Materials and Methods:

Day 1: Using Zebra fish water, fresh water pre-prepared with an anti fungal, methylene blue, to help them survive; Metoprolol was mixed into the 500 ml flask with the water at a concentration of 50 mg/ml. (10) This did not dissolve, so the mixture was heated at over 150 degrees Celsius and mixed using a magnetic stir bar. Although this did create some break down, it did not fully dissipate the drug. Following this, 6 ml of Zebra fish water, in a fresh 500 ml flask, was mixed with one tablet of Amoxicillin at 858 mg a tab. This putting the mixture at about 140 mg/ml which is what the paper used as reference instructed (9). After being magnetically stirred Amoxicillin seemed more soluble, so it was left alone. After letting the mixtures cool, the control, regular Zebra fish water, and both of the mixtures were placed into 24 well dish. After selection 20 healthy embryos, a dropper was used to transfer the egg in the each well.

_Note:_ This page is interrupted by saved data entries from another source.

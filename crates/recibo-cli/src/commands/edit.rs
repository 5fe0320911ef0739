//! Edit command - update a receipt locally and push the edit upstream.

use clap::Args;
use console::style;
use rust_decimal::Decimal;

use super::build_context;

/// Arguments for the edit command.
#[derive(Args)]
pub struct EditArgs {
    /// Receipt number
    #[arg(required = true)]
    number: String,

    /// Replace the free-text notes
    #[arg(long)]
    notes: Option<String>,

    /// Replace the store location
    #[arg(long)]
    location: Option<String>,

    /// Correct the subtotal
    #[arg(long)]
    subtotal: Option<Decimal>,

    /// Correct the tax amount
    #[arg(long)]
    tax: Option<Decimal>,

    /// Correct the total
    #[arg(long)]
    total: Option<Decimal>,
}

pub async fn run(args: EditArgs, config_path: Option<&str>) -> anyhow::Result<()> {
    let ctx = build_context(config_path).await?;

    let Some(mut record) = ctx.store.find_by_number(&args.number).await? else {
        anyhow::bail!("No receipt with number {}", args.number);
    };

    let mut changed = false;
    if let Some(notes) = args.notes {
        record.notes = notes;
        changed = true;
    }
    if let Some(location) = args.location {
        record.store_location = location;
        changed = true;
    }
    if let Some(subtotal) = args.subtotal {
        record.subtotal = subtotal;
        changed = true;
    }
    if let Some(tax) = args.tax {
        record.tax = tax;
        changed = true;
    }
    if let Some(total) = args.total {
        record.total = total;
        changed = true;
    }

    if !changed {
        anyhow::bail!("Nothing to change; pass at least one field flag");
    }

    // Persists locally first, then pushes upstream and folds the server's
    // answer back through the merge policy.
    ctx.orchestrator.push_update(&mut record).await?;

    println!("{} Updated receipt #{}", style("✓").green(), args.number);
    Ok(())
}
//! Pull command - reconcile the remote receipt list into the local store.

use clap::Args;
use console::style;
use tracing::info;

use super::build_context;

/// Arguments for the pull command.
#[derive(Args)]
pub struct PullArgs {
    /// Only print the summary counters
    #[arg(short, long)]
    quiet: bool,
}

pub async fn run(args: PullArgs, config_path: Option<&str>) -> anyhow::Result<()> {
    let ctx = build_context(config_path).await?;

    if !args.quiet {
        println!("Pulling from {}...", ctx.config.sync.api.base_url);
    }

    let summary = ctx.orchestrator.pull().await?;
    info!(?summary, "Pull complete");

    println!(
        "{} {} inserted, {} merged, {} kept",
        style("✓").green(),
        summary.inserted,
        summary.merged,
        summary.kept
    );
    if summary.skipped > 0 {
        println!(
            "{} {} remote records skipped (no receipt number)",
            style("ℹ").blue(),
            summary.skipped
        );
    }
    if summary.failed > 0 {
        println!(
            "{} {} records failed to persist",
            style("!").yellow(),
            summary.failed
        );
    }

    Ok(())
}
//! Error types for the recibo-core library.

use thiserror::Error;

/// Main error type for the recibo core library.
#[derive(Error, Debug)]
pub enum ReciboError {
    /// Document acquisition error.
    #[error("acquisition error: {0}")]
    Acquire(#[from] AcquireError),

    /// OCR processing error.
    #[error("OCR error: {0}")]
    Ocr(#[from] OcrError),

    /// Image processing error.
    #[error("image error: {0}")]
    Image(#[from] image::ImageError),

    /// I/O error.
    #[error("I/O error: {0}")]
    Io(#[from] std::io::Error),

    /// Configuration error.
    #[error("configuration error: {0}")]
    Config(String),
}

/// Errors raised while acquiring text from a document.
///
/// Acquisition is terminal for an ingestion attempt: no partial text is
/// ever returned alongside one of these.
#[derive(Error, Debug)]
pub enum AcquireError {
    /// The document could not be opened at all.
    #[error("invalid document: {0}")]
    InvalidDocument(String),

    /// OCR fallback produced no usable result or the recognizer failed.
    #[error("text recognition failed: {0}")]
    RecognitionFailed(String),
}

/// Errors related to the OCR engine.
#[derive(Error, Debug)]
pub enum OcrError {
    /// Failed to load OCR models.
    #[error("failed to load model: {0}")]
    ModelLoad(String),

    /// Text recognition failed.
    #[error("text recognition failed: {0}")]
    Recognition(String),

    /// Invalid image format or dimensions.
    #[error("invalid image: {0}")]
    InvalidImage(String),
}

impl From<OcrError> for AcquireError {
    fn from(err: OcrError) -> Self {
        AcquireError::RecognitionFailed(err.to_string())
    }
}

/// Result type for the recibo core library.
pub type Result<T> = std::result::Result<T, ReciboError>;
//! Receipt field extractor running the ordered rule cascade.

use tracing::debug;

use crate::models::config::ExtractionConfig;
use crate::models::receipt::{ExtractedText, ParsedReceipt, UNKNOWN_VENDOR};

use super::rules::{
    amounts::TotalsRule, dates::DateRule, items::ItemsRule, number::NumberRule,
    vendor::VendorRule, LineRule,
};

/// Heuristic field extractor.
///
/// Extraction is a total function: absent fields default, it never fails.
/// A downstream reviewer is expected to correct what the heuristics miss.
pub struct ReceiptExtractor {
    vendor: VendorRule,
    date: DateRule,
    number: NumberRule,
    totals: TotalsRule,
    items: ItemsRule,
}

impl ReceiptExtractor {
    /// Create an extractor with default settings.
    pub fn new() -> Self {
        Self::with_config(&ExtractionConfig::default())
    }

    /// Create an extractor from configuration.
    pub fn with_config(config: &ExtractionConfig) -> Self {
        Self {
            vendor: VendorRule::new()
                .with_scan_lines(config.vendor_scan_lines)
                .with_extra_vendors(config.extra_vendors.clone()),
            date: DateRule::new(),
            number: NumberRule::new(),
            totals: TotalsRule::new(),
            items: ItemsRule::new(),
        }
    }

    /// Recover structured purchase data from text lines.
    pub fn extract(&self, text: &ExtractedText) -> ParsedReceipt {
        let lines = text.lines();
        let mut parsed = ParsedReceipt::new();

        if let Some(vendor) = self.vendor.apply(lines) {
            parsed.vendor_name = vendor;
        }
        parsed.transaction_date = self.date.apply(lines);
        parsed.receipt_number = self.number.apply(lines);

        if let Some(totals) = self.totals.apply(lines) {
            parsed.subtotal = totals.subtotal.unwrap_or_default();
            parsed.tax = totals.tax.unwrap_or_default();
            parsed.total = totals.total.unwrap_or_default();
        }

        parsed.line_items = self.items.apply(lines).unwrap_or_default();

        debug!(
            vendor = %parsed.vendor_name,
            items = parsed.line_items.len(),
            has_number = parsed.receipt_number.is_some(),
            "extracted receipt fields"
        );

        parsed
    }
}

impl Default for ReceiptExtractor {
    fn default() -> Self {
        Self::new()
    }
}

#[cfg(test)]
mod tests {
    use super::*;
    use chrono::NaiveDate;
    use pretty_assertions::assert_eq;
    use rust_decimal::Decimal;
    use std::str::FromStr;

    fn text(raw: &[&str]) -> ExtractedText {
        ExtractedText::from_lines(raw.iter().map(|s| s.to_string()).collect())
    }

    fn dec(s: &str) -> Decimal {
        Decimal::from_str(s).unwrap()
    }

    #[test]
    fn clean_receipt_extracts_every_field() {
        let parsed = ReceiptExtractor::new().extract(&text(&[
            "COSTCO WHOLESALE",
            "07/10/2025",
            "Receipt #123456",
            "Kirkland Paper Towels   19.99",
            "Subtotal  19.99",
            "Tax  1.65",
            "Total  21.64",
        ]));

        assert_eq!(parsed.vendor_name, "Costco Wholesale");
        assert_eq!(
            parsed.transaction_date,
            Some(NaiveDate::from_ymd_opt(2025, 7, 10).unwrap())
        );
        assert_eq!(parsed.receipt_number, Some("123456".to_string()));
        assert_eq!(parsed.subtotal, dec("19.99"));
        assert_eq!(parsed.tax, dec("1.65"));
        assert_eq!(parsed.total, dec("21.64"));

        assert_eq!(parsed.line_items.len(), 1);
        assert_eq!(parsed.line_items[0].name, "Kirkland Paper Towels");
        assert_eq!(parsed.line_items[0].unit_price, dec("19.99"));
        assert_eq!(parsed.line_items[0].quantity, 1);
    }

    #[test]
    fn missing_date_stays_absent() {
        let parsed = ReceiptExtractor::new().extract(&text(&[
            "Joe's Corner Deli",
            "Sandwich 8.50",
            "Total 8.50",
        ]));
        assert_eq!(parsed.transaction_date, None);
    }

    #[test]
    fn unknown_vendor_uses_sentinel() {
        let parsed = ReceiptExtractor::new().extract(&text(&["Joe's Corner Deli"]));
        assert_eq!(parsed.vendor_name, UNKNOWN_VENDOR);
    }

    #[test]
    fn totals_prefer_matches_nearest_the_end() {
        let parsed = ReceiptExtractor::new().extract(&text(&[
            "Subtotal: 10.00",
            "Total: 12.00",
            "Total Due: 12.50",
        ]));
        assert_eq!(parsed.subtotal, dec("10.00"));
        assert_eq!(parsed.total, dec("12.50"));
    }

    #[test]
    fn empty_text_extracts_all_defaults() {
        let parsed = ReceiptExtractor::new().extract(&ExtractedText::from_lines(vec![]));
        assert_eq!(parsed, ParsedReceipt::default());
    }
}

Day 2-3: The fish were left to develop and grow in the lab, they were not fed nor jostled in this time period.

Day 4: A standard check up on the fish was taken and care was taken to replace any low water wells. The fish were examined under a dissection microscope to check for any death. The remaining fish were fed 15 microliters of brine shrimp with a P1000 pipette.

Day 5: Standard check up on fish was taken. Care was taken to replace any low water wells and take out any old empty egg cases. Each fish was observed under a dissection microscope to ensure it was living. 10mLs of solution was removed from each well and dependent upon the condition, 25 mLs of fresh water was added corresponding to the letter on the well. The remaining fish were again fed 15 microliters of brine shrimp with a P1000 pipette.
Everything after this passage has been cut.